= WORK INSTRUCTIONS =
Show each line of the entries below in which the word "factory" appears.

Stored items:
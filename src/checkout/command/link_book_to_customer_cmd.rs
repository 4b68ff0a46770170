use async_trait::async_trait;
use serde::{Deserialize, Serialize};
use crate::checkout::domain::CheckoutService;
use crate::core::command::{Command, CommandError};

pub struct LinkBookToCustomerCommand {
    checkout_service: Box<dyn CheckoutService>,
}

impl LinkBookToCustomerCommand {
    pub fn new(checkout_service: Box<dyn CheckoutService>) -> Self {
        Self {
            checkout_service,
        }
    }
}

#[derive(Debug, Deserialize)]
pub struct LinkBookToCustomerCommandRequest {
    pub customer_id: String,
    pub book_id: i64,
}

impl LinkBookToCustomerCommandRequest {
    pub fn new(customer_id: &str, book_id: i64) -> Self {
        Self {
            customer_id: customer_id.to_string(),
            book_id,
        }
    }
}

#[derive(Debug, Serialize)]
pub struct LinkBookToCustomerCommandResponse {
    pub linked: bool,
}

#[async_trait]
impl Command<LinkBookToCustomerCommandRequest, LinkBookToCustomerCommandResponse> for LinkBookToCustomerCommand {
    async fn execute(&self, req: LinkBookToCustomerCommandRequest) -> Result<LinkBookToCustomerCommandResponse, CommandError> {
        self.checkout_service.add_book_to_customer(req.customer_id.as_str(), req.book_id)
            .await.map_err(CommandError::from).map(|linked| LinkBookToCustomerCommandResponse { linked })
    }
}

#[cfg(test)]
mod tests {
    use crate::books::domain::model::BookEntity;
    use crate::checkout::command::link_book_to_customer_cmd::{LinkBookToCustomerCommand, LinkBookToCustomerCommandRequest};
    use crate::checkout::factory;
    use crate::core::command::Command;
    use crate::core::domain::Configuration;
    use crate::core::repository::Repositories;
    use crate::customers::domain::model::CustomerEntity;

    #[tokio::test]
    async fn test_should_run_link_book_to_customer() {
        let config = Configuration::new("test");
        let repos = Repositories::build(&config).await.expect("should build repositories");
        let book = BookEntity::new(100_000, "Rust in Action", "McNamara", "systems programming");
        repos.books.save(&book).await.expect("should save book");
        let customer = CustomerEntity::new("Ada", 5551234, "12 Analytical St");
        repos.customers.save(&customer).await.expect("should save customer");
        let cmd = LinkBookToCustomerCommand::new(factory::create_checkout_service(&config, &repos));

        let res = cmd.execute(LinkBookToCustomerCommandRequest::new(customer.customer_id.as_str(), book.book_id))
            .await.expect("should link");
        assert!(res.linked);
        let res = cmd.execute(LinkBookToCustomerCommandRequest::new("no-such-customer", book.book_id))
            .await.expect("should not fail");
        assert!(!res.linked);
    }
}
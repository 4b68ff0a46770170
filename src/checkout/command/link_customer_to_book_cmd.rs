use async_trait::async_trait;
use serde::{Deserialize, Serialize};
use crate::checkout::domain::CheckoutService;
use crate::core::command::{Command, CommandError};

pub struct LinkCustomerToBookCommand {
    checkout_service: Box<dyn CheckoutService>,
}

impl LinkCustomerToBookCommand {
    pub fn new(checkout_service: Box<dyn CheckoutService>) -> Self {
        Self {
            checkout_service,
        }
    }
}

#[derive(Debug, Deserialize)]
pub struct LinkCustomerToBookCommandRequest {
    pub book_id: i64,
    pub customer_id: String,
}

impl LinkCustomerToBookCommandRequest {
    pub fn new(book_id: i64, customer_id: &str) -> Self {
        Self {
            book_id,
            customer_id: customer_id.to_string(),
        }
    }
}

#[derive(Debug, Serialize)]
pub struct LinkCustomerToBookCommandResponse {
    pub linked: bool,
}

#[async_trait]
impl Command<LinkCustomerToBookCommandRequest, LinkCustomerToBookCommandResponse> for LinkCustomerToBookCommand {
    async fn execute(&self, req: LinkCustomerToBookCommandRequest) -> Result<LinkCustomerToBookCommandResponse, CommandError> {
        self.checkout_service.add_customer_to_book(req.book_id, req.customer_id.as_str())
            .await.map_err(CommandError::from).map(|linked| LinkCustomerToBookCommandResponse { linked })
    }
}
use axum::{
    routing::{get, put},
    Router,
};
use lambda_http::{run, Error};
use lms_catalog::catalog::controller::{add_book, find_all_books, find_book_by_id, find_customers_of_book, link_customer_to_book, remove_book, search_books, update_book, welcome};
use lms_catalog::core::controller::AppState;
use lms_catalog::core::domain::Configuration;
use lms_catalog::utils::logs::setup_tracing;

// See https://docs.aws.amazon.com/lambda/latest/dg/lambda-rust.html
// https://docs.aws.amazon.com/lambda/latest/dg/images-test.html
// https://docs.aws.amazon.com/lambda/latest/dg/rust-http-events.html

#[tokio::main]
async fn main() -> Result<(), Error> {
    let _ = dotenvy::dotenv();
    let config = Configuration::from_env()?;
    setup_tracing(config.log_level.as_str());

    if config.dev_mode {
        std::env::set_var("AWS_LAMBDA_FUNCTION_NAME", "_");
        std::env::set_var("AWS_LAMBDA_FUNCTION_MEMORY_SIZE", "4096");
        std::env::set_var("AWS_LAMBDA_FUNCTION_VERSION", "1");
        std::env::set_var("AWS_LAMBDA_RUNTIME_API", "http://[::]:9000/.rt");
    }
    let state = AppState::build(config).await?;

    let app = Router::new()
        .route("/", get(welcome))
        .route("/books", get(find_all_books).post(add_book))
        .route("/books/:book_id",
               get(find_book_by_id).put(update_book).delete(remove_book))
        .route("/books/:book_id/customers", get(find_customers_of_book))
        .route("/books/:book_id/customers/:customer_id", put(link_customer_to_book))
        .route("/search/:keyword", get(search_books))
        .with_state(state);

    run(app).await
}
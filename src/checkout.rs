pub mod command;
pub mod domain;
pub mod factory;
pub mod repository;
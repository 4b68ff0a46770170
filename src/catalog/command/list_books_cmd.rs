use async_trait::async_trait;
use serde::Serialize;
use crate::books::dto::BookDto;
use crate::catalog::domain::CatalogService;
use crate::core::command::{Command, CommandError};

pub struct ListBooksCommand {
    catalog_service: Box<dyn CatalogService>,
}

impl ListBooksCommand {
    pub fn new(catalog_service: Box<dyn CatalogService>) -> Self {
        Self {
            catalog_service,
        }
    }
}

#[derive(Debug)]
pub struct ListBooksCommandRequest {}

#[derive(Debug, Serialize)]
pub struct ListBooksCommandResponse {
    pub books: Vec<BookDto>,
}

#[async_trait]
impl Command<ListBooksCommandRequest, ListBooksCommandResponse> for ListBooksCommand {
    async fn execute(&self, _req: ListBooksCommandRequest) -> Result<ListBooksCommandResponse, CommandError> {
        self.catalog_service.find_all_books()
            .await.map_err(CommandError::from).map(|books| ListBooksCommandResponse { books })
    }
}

==

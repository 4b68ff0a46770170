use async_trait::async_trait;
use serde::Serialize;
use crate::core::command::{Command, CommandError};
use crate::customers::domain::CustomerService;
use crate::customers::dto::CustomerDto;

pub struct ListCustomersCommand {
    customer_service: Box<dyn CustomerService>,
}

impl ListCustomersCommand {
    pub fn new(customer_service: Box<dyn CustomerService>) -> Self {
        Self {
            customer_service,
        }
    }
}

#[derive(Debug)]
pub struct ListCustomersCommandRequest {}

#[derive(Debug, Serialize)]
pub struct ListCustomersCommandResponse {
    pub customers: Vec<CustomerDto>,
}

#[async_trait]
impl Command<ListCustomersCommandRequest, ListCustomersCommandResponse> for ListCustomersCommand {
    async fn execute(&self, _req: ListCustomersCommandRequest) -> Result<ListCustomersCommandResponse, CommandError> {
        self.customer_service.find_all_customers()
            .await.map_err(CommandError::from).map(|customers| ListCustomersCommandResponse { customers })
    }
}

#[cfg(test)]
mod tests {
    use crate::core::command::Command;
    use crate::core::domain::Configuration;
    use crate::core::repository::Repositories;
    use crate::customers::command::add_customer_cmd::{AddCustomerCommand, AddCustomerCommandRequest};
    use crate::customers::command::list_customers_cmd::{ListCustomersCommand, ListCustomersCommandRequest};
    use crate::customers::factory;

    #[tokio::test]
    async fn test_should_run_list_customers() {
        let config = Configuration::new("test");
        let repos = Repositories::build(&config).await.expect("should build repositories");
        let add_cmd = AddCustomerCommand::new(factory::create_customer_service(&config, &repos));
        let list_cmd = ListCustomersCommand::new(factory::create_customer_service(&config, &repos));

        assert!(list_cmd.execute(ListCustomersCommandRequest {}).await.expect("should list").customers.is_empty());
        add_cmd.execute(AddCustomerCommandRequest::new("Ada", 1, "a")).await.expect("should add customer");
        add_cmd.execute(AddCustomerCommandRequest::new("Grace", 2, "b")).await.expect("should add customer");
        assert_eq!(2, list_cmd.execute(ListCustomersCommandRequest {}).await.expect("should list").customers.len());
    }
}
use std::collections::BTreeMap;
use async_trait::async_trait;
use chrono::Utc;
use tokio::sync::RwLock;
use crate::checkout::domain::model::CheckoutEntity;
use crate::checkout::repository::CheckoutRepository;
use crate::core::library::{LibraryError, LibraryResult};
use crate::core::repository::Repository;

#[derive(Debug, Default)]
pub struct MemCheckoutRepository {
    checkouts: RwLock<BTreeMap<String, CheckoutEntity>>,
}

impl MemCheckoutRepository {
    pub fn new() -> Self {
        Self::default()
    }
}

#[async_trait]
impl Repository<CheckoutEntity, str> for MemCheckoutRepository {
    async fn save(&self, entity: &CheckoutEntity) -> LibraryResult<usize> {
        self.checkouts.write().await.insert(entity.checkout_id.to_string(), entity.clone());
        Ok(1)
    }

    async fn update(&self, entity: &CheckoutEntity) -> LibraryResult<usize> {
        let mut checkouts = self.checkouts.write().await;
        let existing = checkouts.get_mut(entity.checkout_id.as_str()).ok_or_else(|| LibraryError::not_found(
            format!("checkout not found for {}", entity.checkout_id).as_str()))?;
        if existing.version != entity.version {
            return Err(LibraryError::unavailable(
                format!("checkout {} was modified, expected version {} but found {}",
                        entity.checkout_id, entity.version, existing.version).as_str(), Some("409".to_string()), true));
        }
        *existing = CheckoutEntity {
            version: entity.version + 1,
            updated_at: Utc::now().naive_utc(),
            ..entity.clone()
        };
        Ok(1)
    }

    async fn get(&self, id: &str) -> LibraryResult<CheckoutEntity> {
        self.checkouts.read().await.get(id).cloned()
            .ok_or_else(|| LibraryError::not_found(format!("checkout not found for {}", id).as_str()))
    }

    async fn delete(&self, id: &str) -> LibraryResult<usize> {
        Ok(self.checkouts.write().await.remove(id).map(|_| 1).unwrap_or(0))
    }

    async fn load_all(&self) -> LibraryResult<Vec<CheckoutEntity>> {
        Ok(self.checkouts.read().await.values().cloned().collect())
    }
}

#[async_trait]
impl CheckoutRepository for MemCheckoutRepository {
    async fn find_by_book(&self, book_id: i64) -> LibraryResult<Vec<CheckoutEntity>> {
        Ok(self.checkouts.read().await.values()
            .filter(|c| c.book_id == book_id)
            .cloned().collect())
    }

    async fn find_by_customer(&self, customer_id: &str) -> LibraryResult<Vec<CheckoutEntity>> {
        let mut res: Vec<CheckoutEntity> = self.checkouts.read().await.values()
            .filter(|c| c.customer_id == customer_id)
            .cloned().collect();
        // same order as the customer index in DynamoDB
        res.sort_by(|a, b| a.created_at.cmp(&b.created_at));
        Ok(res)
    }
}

= YOUR RESPONSE =
    use crate::checkout::factory;
        let cmd = LinkBookToCustomerCommand::new(factory::create_checkout_service(&config, &repos));
pub mod factory;
    use crate::customers::factory;
        let add_cmd = AddCustomerCommand::new(factory::create_customer_service(&config, &repos));
        let list_cmd = ListCustomersCommand::new(factory::create_customer_service(&config, &repos));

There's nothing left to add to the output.